🇨🇦 Contract Generator for Canada
Generate GST/HST + Provincial Sales Tax-ready contracts for Canada in CAD ($). Clorefy applies the Business Number (BN) and the rules enforced by the Canada Revenue Agency (CRA) and Revenu Québec, so every document is client-ready in seconds. A CA$3,000 invoice in Toronto adds 13% Ontario HST of CA$390 for a CA$3,390 total, whereas the same invoice in Calgary adds only 5% GST of CA$150.
Key Features
How GST/HST + Provincial Sales Tax shapes contracts in Canada
Canada combines a 5% federal GST with provincial tax: HST of 13–15% applies in Ontario and the Atlantic provinces, while British Columbia, Manitoba, Saskatchewan and Quebec add separate PST or QST (Quebec's QST is 9.975%).
Invoices must show your Business Number with an RT account, the GST/HST rate and amount, and — in Quebec — the QST registration number and amount.

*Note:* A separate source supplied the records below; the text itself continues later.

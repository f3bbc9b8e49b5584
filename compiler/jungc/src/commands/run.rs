//! Running a script file.

use std::fs;

use jung_eval::Interpreter;

use crate::CliError;

/// Read, parse and execute the script at `path` with output on stdout.
pub fn run_file(path: &str) -> Result<(), CliError> {
    let source = fs::read_to_string(path).map_err(|source| CliError::Read {
        path: path.to_string(),
        source,
    })?;
    tracing::debug!(path, bytes = source.len(), "running file");
    run_source(&mut Interpreter::new(), &source)
}

/// Parse and execute `source` against an existing interpreter.
pub fn run_source(interp: &mut Interpreter, source: &str) -> Result<(), CliError> {
    let program = jung_parse::parse(source)?;
    interp.run(&program)?;
    Ok(())
}

#[cfg(test)]
mod tests {
    use super::*;
    use jung_eval::buffer_handler;
    use pretty_assertions::assert_eq;

    #[test]
    fn run_source_keeps_state() {
        let handler = buffer_handler();
        let mut interp = Interpreter::builder().print_handler(handler.clone()).build();
        for src in ["let n = 2", "print n * 21"] {
            if let Err(e) = run_source(&mut interp, src) {
                panic!("run failed: {e}");
            }
        }
        assert_eq!(handler.get_output(), "42\n");
    }

    #[test]
    fn missing_file_is_a_read_error() {
        match run_file("/no/such/script.jung") {
            Err(CliError::Read { path, .. }) => assert_eq!(path, "/no/such/script.jung"),
            other => panic!("expected read error, got {other:?}"),
        }
    }
}
//! `map`, `filter` and `reduce`: natives that call back into script code.
//!
//! Both argument orders are accepted (`map(arr, f)` and `map(f, arr)`). The
//! callable may be a function value, a builtin, or the name of a function.

use crate::errors::{EvalError, EvalResult};
use crate::interpreter::Interpreter;
use crate::value::Value;

/// Split `(array, callable)` out of the first two arguments, in either order.
fn array_and_callable(
    interp: &Interpreter,
    name: &str,
    args: &[Value],
) -> Result<(Vec<Value>, Value), EvalError> {
    let (items, callable) = match args {
        [Value::Array(items), callable, ..] | [callable, Value::Array(items), ..] => {
            (items.clone(), callable)
        }
        _ => {
            return Err(EvalError::new(format!(
                "{name} expects an array and a function"
            )))
        }
    };
    let callable = match callable {
        Value::Function(_) | Value::Builtin(_) => callable.clone(),
        Value::String(fn_name) => interp
            .resolve_callable(fn_name)
            .ok_or_else(|| EvalError::new(format!("{name}: undefined function '{fn_name}'")))?,
        other => {
            return Err(EvalError::new(format!(
                "{name}: {} is not callable",
                other.type_name()
            )))
        }
    };
    Ok((items, callable))
}

pub(super) fn map(interp: &mut Interpreter, args: &[Value]) -> EvalResult {
    let (items, callable) = array_and_callable(interp, "map", args)?;
    let mut out = Vec::with_capacity(items.len());
    for item in items {
        out.push(interp.call_value(&callable, vec![item])?);
    }
    Ok(Value::Array(out))
}

pub(super) fn filter(interp: &mut Interpreter, args: &[Value]) -> EvalResult {
    let (items, callable) = array_and_callable(interp, "filter", args)?;
    let mut out = Vec::new();
    for item in items {
        if interp.call_value(&callable, vec![item.clone()])?.is_truthy() {
            out.push(item);
        }
    }
    Ok(Value::Array(out))
}

/// Fold left. Without an initial value the first element seeds the
/// accumulator; an empty array then yields null.
pub(super) fn reduce(interp: &mut Interpreter, args: &[Value]) -> EvalResult {
    let (items, callable) = array_and_callable(interp, "reduce", args)?;
    let mut rest = items.into_iter();
    let mut acc = match args.get(2) {
        Some(init) => init.clone(),
        None => match rest.next() {
            Some(first) => first,
            None => return Ok(Value::Null),
        },
    };
    for item in rest {
        acc = interp.call_value(&callable, vec![acc, item])?;
    }
    Ok(acc)
}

Worked example. A CA$3,000 invoice in Toronto adds 13% Ontario HST of CA$390 for a CA$3,390 total, whereas the same invoice in Calgary adds only 5% GST of CA$150. Clorefy computes this line for you and shows it in CAD ($).
Registering, filing and staying compliant when you send contracts in Canada
Registration is required once worldwide taxable supplies reach CA$30,000 across four consecutive quarters; smaller suppliers may register voluntarily to claim input tax credits.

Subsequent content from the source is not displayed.